## Data records
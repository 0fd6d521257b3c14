use std::collections::BTreeMap;
use std::sync::RwLock;

use thiserror::Error;

use crate::models::{AuraProfile, MatchLike, MatchPair};

/// Errors that can occur when interacting with a profile store
#[derive(Debug, Error)]
pub enum StoreError {
    #[error("Store lock poisoned: {0}")]
    Poisoned(&'static str),
}

/// Keyed storage for profiles, likes and matches
///
/// Storage is injected into the match service so it can be exercised in
/// isolation and swapped for a persistent backend.
pub trait ProfileStore: Send + Sync {
    fn get_profile(&self, user_id: &str) -> Result<Option<AuraProfile>, StoreError>;

    /// Insert or replace the profile keyed by its `user_id`
    fn put_profile(&self, profile: AuraProfile) -> Result<(), StoreError>;

    fn list_profiles(&self) -> Result<Vec<AuraProfile>, StoreError>;

    /// Record a like; liking the same profile twice keeps the first record
    fn record_like(&self, like: MatchLike) -> Result<(), StoreError>;

    fn has_like(&self, from_uid: &str, to_uid: &str) -> Result<bool, StoreError>;

    /// Insert the match unless one already exists for the same ordered pair
    ///
    /// Returns the stored match and whether it was created by this call.
    fn upsert_match(&self, pair: MatchPair) -> Result<(MatchPair, bool), StoreError>;

    fn matches_for(&self, user_id: &str) -> Result<Vec<MatchPair>, StoreError>;
}

/// In-process store backed by ordered maps
#[derive(Debug, Default)]
pub struct InMemoryStore {
    profiles: RwLock<BTreeMap<String, AuraProfile>>,
    likes: RwLock<BTreeMap<(String, String), MatchLike>>,
    matches: RwLock<BTreeMap<(String, String), MatchPair>>,
}

impl InMemoryStore {
    pub fn new() -> Self {
        Self::default()
    }

    pub fn with_profiles(profiles: impl IntoIterator<Item = AuraProfile>) -> Self {
        let store = Self::new();
        if let Ok(mut map) = store.profiles.write() {
            for profile in profiles {
                map.insert(profile.user_id.clone(), profile);
            }
        }
        store
    }
}

impl ProfileStore for InMemoryStore {
    fn get_profile(&self, user_id: &str) -> Result<Option<AuraProfile>, StoreError> {
        let profiles = self.profiles.read().map_err(|_| StoreError::Poisoned("profiles"))?;
        Ok(profiles.get(user_id).cloned())
    }

    fn put_profile(&self, profile: AuraProfile) -> Result<(), StoreError> {
        let mut profiles = self.profiles.write().map_err(|_| StoreError::Poisoned("profiles"))?;
        profiles.insert(profile.user_id.clone(), profile);
        Ok(())
    }

    fn list_profiles(&self) -> Result<Vec<AuraProfile>, StoreError> {
        let profiles = self.profiles.read().map_err(|_| StoreError::Poisoned("profiles"))?;
        Ok(profiles.values().cloned().collect())
    }

    fn record_like(&self, like: MatchLike) -> Result<(), StoreError> {
        let mut likes = self.likes.write().map_err(|_| StoreError::Poisoned("likes"))?;
        likes
            .entry((like.from_uid.clone(), like.to_uid.clone()))
            .or_insert(like);
        Ok(())
    }

    fn has_like(&self, from_uid: &str, to_uid: &str) -> Result<bool, StoreError> {
        let likes = self.likes.read().map_err(|_| StoreError::Poisoned("likes"))?;
        Ok(likes.contains_key(&(from_uid.to_string(), to_uid.to_string())))
    }

    fn upsert_match(&self, pair: MatchPair) -> Result<(MatchPair, bool), StoreError> {
        let mut matches = self.matches.write().map_err(|_| StoreError::Poisoned("matches"))?;

        match matches.get(&pair.key()) {
            Some(existing) => Ok((existing.clone(), false)),
            None => {
                matches.insert(pair.key(), pair.clone());
                Ok((pair, true))
            }
        }
    }

    fn matches_for(&self, user_id: &str) -> Result<Vec<MatchPair>, StoreError> {
        let matches = self.matches.read().map_err(|_| StoreError::Poisoned("matches"))?;
        Ok(matches
            .values()
            .filter(|pair| pair.user_a == user_id || pair.user_b == user_id)
            .cloned()
            .collect())
    }
}

#[cfg(test)]
mod tests {
    use super::*;
    use chrono::Utc;

    fn like(from: &str, to: &str) -> MatchLike {
        MatchLike {
            from_uid: from.to_string(),
            to_uid: to.to_string(),
            created_at: Utc::now(),
        }
    }

    fn pair(a: &str, b: &str, score: u8) -> MatchPair {
        MatchPair {
            id: format!("match_{}_{}", a, b),
            user_a: a.to_string(),
            user_b: b.to_string(),
            created_at: Utc::now(),
            compatibility_score: Some(score),
        }
    }

    #[test]
    fn test_likes_are_directional() {
        let store = InMemoryStore::new();
        store.record_like(like("a", "b")).unwrap();

        assert!(store.has_like("a", "b").unwrap());
        assert!(!store.has_like("b", "a").unwrap());
    }

    #[test]
    fn test_upsert_match_is_idempotent() {
        let store = InMemoryStore::new();

        let (first, created) = store.upsert_match(pair("a", "b", 60)).unwrap();
        assert!(created);
        assert_eq!(first.compatibility_score, Some(60));

        let (second, created) = store.upsert_match(pair("a", "b", 99)).unwrap();
        assert!(!created);
        assert_eq!(second.compatibility_score, Some(60));

        assert_eq!(store.matches_for("a").unwrap().len(), 1);
        assert_eq!(store.matches_for("b").unwrap().len(), 1);
        assert!(store.matches_for("c").unwrap().is_empty());
    }

    #[test]
    fn test_poisoned_lock_surfaces_as_error() {
        let store = std::sync::Arc::new(InMemoryStore::new());
        let writer = store.clone();

        let _ = std::thread::spawn(move || {
            let _guard = writer.profiles.write().unwrap();
            panic!("writer crashed while holding the lock");
        })
        .join();

        assert!(matches!(
            store.get_profile("a"),
            Err(StoreError::Poisoned("profiles"))
        ));
        assert!(store.has_like("a", "b").is_ok());
    }
}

## Task to complete
Tell how many lines of the data contain "ordered". Nothing but the number belongs in the reply.

## Your response
2